Second -- if you use only one IRQ, there is still no potential conflict
in terms of IRQ assignments.
Third -- if you want to use 2 IRQ's [3 and 4], you want one port to use
one of those and the other to use the other one. Typically IRQ 4
is hardwired for use with COM1 and COM3, and IRQ 3 is hardwired for
use with COM2 and COM4.
So -- a typical configuration is: your serial card is set for COM1
and COM2. You use COM2 for your mouse (usually a DB 9 connector).
The mouse always uses interrupt servicing, and so your mouse driver
"hooks interrupt vector 3" and when an interrupt occurs the driver
services the request.
But now you add an internal modem. Most telecommunications programs
like Procomm Plus use interrupt servicing of the modem. So --
you must use the other IRQ, IRQ 4. So, you set the modem to COM3, since
this usually sets the IRQ to 4 [newer boards allow mixing and matching
of IRQ's but the problem is always the same -- don't let two ports use
the same IRQ ! !
______________________________________________________________________
********************
BUT
You find things still don't work. Why?
The answer is in hardware, not in software.

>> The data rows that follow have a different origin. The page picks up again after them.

//! Narrow interfaces to the collaborators of the ingestion control plane.
//!
//! The consumption engine, the storage engine and the metadata service are black boxes to
//! this crate; they are reached only through these traits, and they are wired together by
//! a `ComponentFactory` when the supervising process sends its INIT action.

use std::sync::Arc;

use anyhow::Result;

use crate::config::IngestionConfig;
use crate::models::{IngestionTaskReport, PartitionKey, ResourceId, Store};
use crate::notifier::IngestionNotifier;
use crate::state_model::SectionToken;

/// The log consumption engine which applies records to storage.
///
/// Lifecycle milestones are reported by the engine through the `IngestionNotifier` it is
/// built with.
#[async_trait::async_trait]
pub trait ConsumptionService: Send + Sync {
    /// Begin consuming the given partition. This is expected to return once the consumption
    /// task has been queued, not once it has caught up.
    async fn start_consumption(&self, key: &PartitionKey) -> Result<()>;

    /// Cooperatively stop consuming the given partition.
    async fn stop_consumption(&self, key: &PartitionKey) -> Result<()>;

    /// Forcibly terminate the consumption task of a whole resource, returning `true` if a
    /// task was running.
    async fn kill_consumption_task(&self, resource: &ResourceId) -> Result<bool>;

    /// Reset the stored offset of the given partition.
    async fn reset_consumption_offset(&self, key: &PartitionKey) -> Result<()>;

    /// Promote the given partition to leader.
    ///
    /// The engine must re-check `section.is_current()` before acting on a queued promotion.
    async fn promote_to_leader(&self, key: &PartitionKey, section: SectionToken) -> Result<()>;

    /// Demote the given partition to standby, honoring `section` like `promote_to_leader`.
    async fn demote_to_standby(&self, key: &PartitionKey, section: SectionToken) -> Result<()>;

    /// Check if the given partition is currently consuming. Unknown partitions are not.
    fn is_partition_consuming(&self, key: &PartitionKey) -> bool;

    /// Check if the given resource has a running consumption task.
    fn contains_running_consumption(&self, resource: &ResourceId) -> bool;

    /// Stop the engine as a whole.
    async fn stop(&self) -> Result<()>;
}

/// The embedded storage engine.
#[async_trait::async_trait]
pub trait StorageService: Send + Sync {
    /// Open the given data partition, creating it if absent.
    async fn open_partition(&self, key: &PartitionKey) -> Result<()>;

    /// Open only the metadata partition of the given resource.
    async fn open_metadata_partition(&self, resource: &ResourceId) -> Result<()>;

    /// Drop the given data partition along with its data.
    async fn drop_partition(&self, key: &PartitionKey) -> Result<()>;

    /// Remove the storage engine of the given resource entirely.
    async fn remove_storage_engine(&self, resource: &ResourceId) -> Result<()>;

    /// A snapshot of all resources which have a local storage engine.
    fn local_resources(&self) -> Vec<ResourceId>;

    /// The number of open data partitions across all resources.
    fn open_partition_count(&self) -> usize;

    /// Stop the storage service as a whole.
    async fn stop(&self) -> Result<()>;
}

/// The cluster metadata service's view of stores.
#[async_trait::async_trait]
pub trait StoreRepository: Send + Sync {
    /// Get the given store, if it is known.
    fn get_store(&self, name: &str) -> Option<Store>;

    /// Ensure the given store's metadata is being tracked.
    async fn subscribe(&self, name: &str) -> Result<()>;
}

/// Persisted per-partition and per-resource storage metadata.
#[async_trait::async_trait]
pub trait StorageMetadataService: Send + Sync {
    async fn put_offset_record(&self, key: &PartitionKey, record: &[u8]) -> Result<()>;

    async fn clear_offset_record(&self, key: &PartitionKey) -> Result<()>;

    async fn put_store_version_state(&self, resource: &ResourceId, state: &[u8]) -> Result<()>;

    async fn clear_store_version_state(&self, resource: &ResourceId) -> Result<()>;
}

/// The transport used to push reports back to the supervising process.
#[async_trait::async_trait]
pub trait ReportSink: Send + Sync {
    async fn send(&self, report: IngestionTaskReport) -> Result<()>;
}

/// The components wired together by the INIT action.
#[derive(Clone)]
pub struct Components {
    pub consumption: Arc<dyn ConsumptionService>,
    pub storage: Arc<dyn StorageService>,
    pub stores: Arc<dyn StoreRepository>,
    pub storage_metadata: Arc<dyn StorageMetadataService>,
    pub report_sink: Arc<dyn ReportSink>,
}

/// Builds the worker's components from the INIT config.
///
/// The consumption engine is expected to report through the given notifier.
#[async_trait::async_trait]
pub trait ComponentFactory: Send + Sync {
    async fn build(&self, config: Arc<IngestionConfig>, notifier: IngestionNotifier) -> Result<Components>;
}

When IBM designed the PC, they used an 8259 chip to service the
interrupt request. On the bus there are separate lines for each IRQ.
On the XT there are 8 interrupts. On the AT there are 16 (actually
15, since IRQ 9 is redirected to IRQ2)
An informative shareware program called IRQR produces the following
on my machine:
IRQR -- Report Status of 8259 Hardware Interrupt Channels
Copyright 1988 by Lawrence R. Steeger
8259 IRQ Status IBM Assignments OEM Assignments
---- --- ------ --------------- ---------------
0x21 0 used Timer
1 used Keyboard
2 used 2nd 8259 Autofax Imager
3 >FREE COM2
4 >FREE COM1
5 >FREE LPT2 MS Bus Mouse
6 used Floppy Disk
7 >FREE LPT1
0xA1 8 used Clock
9 used Redirected IRQ2
10 >FREE (reserved)
11 >FREE (reserved)
12 >FREE (reserved)
13 used Coprocessor
14 used Hard Disk
15 >FREE (reserved)
If you go into Procomm and shell to DOS and do this again, and if your
modem is on IRQ 4, you'll find the report changed to show IRQ 4
now used. When you leave Procomm, Procomm releases the interrupt and
the report reverts back to showing FREE.
If you take a circuit diagram of a PC, you'll find each of the IRQ's
to correspond to actual bus pins [yes, the ones you plug cards into].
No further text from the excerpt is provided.